→ What you need to do
For every line in the data below, check for the word "InvalidOption", then state how many lines have it. Answer with the number only.
━━ Record set
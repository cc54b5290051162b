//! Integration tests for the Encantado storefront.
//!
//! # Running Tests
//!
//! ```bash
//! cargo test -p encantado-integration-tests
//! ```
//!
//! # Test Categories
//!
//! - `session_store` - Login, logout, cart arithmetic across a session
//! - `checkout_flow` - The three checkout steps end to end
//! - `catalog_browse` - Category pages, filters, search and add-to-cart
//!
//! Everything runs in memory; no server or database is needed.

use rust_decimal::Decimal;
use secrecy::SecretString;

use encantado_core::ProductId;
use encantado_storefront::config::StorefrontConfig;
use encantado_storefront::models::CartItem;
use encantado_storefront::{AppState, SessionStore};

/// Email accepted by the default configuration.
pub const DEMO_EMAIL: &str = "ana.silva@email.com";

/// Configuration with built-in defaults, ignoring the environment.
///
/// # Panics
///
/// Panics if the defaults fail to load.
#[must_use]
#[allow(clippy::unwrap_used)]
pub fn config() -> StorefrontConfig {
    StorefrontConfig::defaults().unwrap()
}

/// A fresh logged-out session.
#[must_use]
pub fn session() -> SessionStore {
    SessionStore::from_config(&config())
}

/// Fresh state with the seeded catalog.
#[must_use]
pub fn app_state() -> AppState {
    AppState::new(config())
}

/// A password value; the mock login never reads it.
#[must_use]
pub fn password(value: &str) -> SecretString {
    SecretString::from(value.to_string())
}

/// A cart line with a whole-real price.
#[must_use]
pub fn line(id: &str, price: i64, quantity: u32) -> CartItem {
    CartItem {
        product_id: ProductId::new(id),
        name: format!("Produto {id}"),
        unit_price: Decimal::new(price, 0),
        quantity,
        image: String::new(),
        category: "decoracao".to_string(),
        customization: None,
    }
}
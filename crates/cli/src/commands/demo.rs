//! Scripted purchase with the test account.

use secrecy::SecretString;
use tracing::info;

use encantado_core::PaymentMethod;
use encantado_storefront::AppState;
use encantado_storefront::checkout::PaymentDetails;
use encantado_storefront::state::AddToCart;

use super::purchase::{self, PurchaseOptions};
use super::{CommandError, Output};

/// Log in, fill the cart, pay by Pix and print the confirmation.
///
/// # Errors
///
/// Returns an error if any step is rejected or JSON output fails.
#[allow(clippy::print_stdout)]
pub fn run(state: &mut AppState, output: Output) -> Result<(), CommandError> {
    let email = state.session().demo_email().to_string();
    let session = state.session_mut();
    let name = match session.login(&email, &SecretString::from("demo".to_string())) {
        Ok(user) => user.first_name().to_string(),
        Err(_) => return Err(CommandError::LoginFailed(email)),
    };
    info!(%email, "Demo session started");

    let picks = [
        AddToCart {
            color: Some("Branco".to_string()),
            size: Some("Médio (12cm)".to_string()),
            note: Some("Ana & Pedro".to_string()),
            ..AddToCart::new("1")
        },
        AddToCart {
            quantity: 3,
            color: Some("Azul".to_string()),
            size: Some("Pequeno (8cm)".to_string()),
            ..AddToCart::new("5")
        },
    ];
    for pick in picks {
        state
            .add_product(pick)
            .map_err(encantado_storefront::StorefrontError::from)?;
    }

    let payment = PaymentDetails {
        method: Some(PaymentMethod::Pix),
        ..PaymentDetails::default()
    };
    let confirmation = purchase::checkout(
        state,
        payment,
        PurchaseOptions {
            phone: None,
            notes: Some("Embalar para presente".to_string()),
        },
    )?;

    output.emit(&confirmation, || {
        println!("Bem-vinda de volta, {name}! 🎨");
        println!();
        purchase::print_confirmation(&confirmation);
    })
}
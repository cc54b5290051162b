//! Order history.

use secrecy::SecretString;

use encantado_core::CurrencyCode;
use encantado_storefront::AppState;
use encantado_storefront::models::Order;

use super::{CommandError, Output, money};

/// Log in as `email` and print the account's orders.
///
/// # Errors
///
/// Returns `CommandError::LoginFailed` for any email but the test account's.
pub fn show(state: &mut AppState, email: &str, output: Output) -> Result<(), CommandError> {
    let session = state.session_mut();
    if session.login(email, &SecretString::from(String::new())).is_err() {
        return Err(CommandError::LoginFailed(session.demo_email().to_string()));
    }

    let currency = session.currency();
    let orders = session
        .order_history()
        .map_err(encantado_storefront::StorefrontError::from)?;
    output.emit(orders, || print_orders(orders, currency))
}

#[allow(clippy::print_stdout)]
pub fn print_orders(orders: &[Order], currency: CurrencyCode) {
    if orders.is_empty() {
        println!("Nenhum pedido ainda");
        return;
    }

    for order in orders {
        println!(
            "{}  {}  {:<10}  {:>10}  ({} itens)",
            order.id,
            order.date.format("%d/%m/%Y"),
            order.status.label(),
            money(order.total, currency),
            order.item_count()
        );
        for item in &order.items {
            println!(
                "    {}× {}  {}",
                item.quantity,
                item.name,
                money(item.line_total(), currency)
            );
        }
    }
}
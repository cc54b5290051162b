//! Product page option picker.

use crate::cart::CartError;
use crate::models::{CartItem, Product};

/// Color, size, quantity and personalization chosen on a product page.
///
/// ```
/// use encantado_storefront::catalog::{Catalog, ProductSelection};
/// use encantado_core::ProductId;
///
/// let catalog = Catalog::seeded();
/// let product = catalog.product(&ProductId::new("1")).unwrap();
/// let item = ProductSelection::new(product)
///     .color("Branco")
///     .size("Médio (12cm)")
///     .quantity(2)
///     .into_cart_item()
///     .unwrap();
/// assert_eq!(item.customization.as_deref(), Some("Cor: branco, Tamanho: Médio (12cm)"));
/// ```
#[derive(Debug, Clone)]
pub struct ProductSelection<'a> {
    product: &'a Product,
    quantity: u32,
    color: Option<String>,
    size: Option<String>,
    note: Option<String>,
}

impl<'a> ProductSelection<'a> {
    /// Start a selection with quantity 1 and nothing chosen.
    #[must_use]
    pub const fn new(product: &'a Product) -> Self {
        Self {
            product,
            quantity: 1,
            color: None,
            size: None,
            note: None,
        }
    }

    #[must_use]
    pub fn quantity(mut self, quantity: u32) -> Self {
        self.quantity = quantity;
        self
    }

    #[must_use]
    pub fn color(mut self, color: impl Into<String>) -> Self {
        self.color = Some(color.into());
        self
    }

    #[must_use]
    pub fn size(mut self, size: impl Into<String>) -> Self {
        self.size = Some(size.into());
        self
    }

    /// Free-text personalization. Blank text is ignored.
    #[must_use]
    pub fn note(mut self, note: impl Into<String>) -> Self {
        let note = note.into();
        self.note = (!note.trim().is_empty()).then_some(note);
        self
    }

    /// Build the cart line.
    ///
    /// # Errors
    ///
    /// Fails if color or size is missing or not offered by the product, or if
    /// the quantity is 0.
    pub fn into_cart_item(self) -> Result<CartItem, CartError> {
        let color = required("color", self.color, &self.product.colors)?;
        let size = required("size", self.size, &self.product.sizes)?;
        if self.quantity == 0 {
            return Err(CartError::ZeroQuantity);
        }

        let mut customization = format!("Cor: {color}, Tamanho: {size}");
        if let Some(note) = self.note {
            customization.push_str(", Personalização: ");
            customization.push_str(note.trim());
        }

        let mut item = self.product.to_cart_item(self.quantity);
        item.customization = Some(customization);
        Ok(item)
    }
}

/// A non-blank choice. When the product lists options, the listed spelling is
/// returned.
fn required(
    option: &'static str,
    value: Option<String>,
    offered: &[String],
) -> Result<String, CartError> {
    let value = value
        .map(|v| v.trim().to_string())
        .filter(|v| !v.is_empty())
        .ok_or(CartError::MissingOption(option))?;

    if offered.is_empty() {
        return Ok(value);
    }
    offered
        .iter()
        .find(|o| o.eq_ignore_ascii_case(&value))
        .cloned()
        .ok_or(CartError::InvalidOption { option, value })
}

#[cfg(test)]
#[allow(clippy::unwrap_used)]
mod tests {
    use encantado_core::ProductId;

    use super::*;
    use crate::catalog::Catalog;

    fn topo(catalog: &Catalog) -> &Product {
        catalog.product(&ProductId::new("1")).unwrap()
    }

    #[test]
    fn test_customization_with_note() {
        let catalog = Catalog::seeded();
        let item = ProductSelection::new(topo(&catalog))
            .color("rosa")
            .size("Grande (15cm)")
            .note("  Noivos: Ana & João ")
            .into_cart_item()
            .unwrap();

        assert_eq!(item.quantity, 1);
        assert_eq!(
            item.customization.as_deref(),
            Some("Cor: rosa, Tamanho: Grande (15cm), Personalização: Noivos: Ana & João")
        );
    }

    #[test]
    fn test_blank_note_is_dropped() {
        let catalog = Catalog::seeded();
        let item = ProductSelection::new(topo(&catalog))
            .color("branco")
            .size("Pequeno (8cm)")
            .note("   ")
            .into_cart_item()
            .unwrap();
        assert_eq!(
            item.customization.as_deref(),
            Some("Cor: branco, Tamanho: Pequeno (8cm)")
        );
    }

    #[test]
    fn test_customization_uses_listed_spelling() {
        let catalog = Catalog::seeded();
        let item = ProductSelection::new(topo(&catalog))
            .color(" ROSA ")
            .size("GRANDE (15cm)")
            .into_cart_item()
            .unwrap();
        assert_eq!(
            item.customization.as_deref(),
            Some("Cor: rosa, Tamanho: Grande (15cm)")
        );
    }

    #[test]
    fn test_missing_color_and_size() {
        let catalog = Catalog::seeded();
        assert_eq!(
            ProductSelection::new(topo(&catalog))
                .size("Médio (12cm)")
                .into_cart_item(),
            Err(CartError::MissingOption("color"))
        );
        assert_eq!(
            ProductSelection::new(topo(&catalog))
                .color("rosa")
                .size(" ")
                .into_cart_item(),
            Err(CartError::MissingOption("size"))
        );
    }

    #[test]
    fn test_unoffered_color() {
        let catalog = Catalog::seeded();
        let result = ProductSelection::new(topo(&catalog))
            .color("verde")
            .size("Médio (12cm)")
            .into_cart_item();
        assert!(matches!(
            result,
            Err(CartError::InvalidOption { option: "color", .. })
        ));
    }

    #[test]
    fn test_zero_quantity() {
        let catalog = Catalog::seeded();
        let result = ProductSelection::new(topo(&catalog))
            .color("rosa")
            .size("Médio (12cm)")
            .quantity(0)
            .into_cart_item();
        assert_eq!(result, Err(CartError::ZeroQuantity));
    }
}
━━━━
→ Result of this exercise
2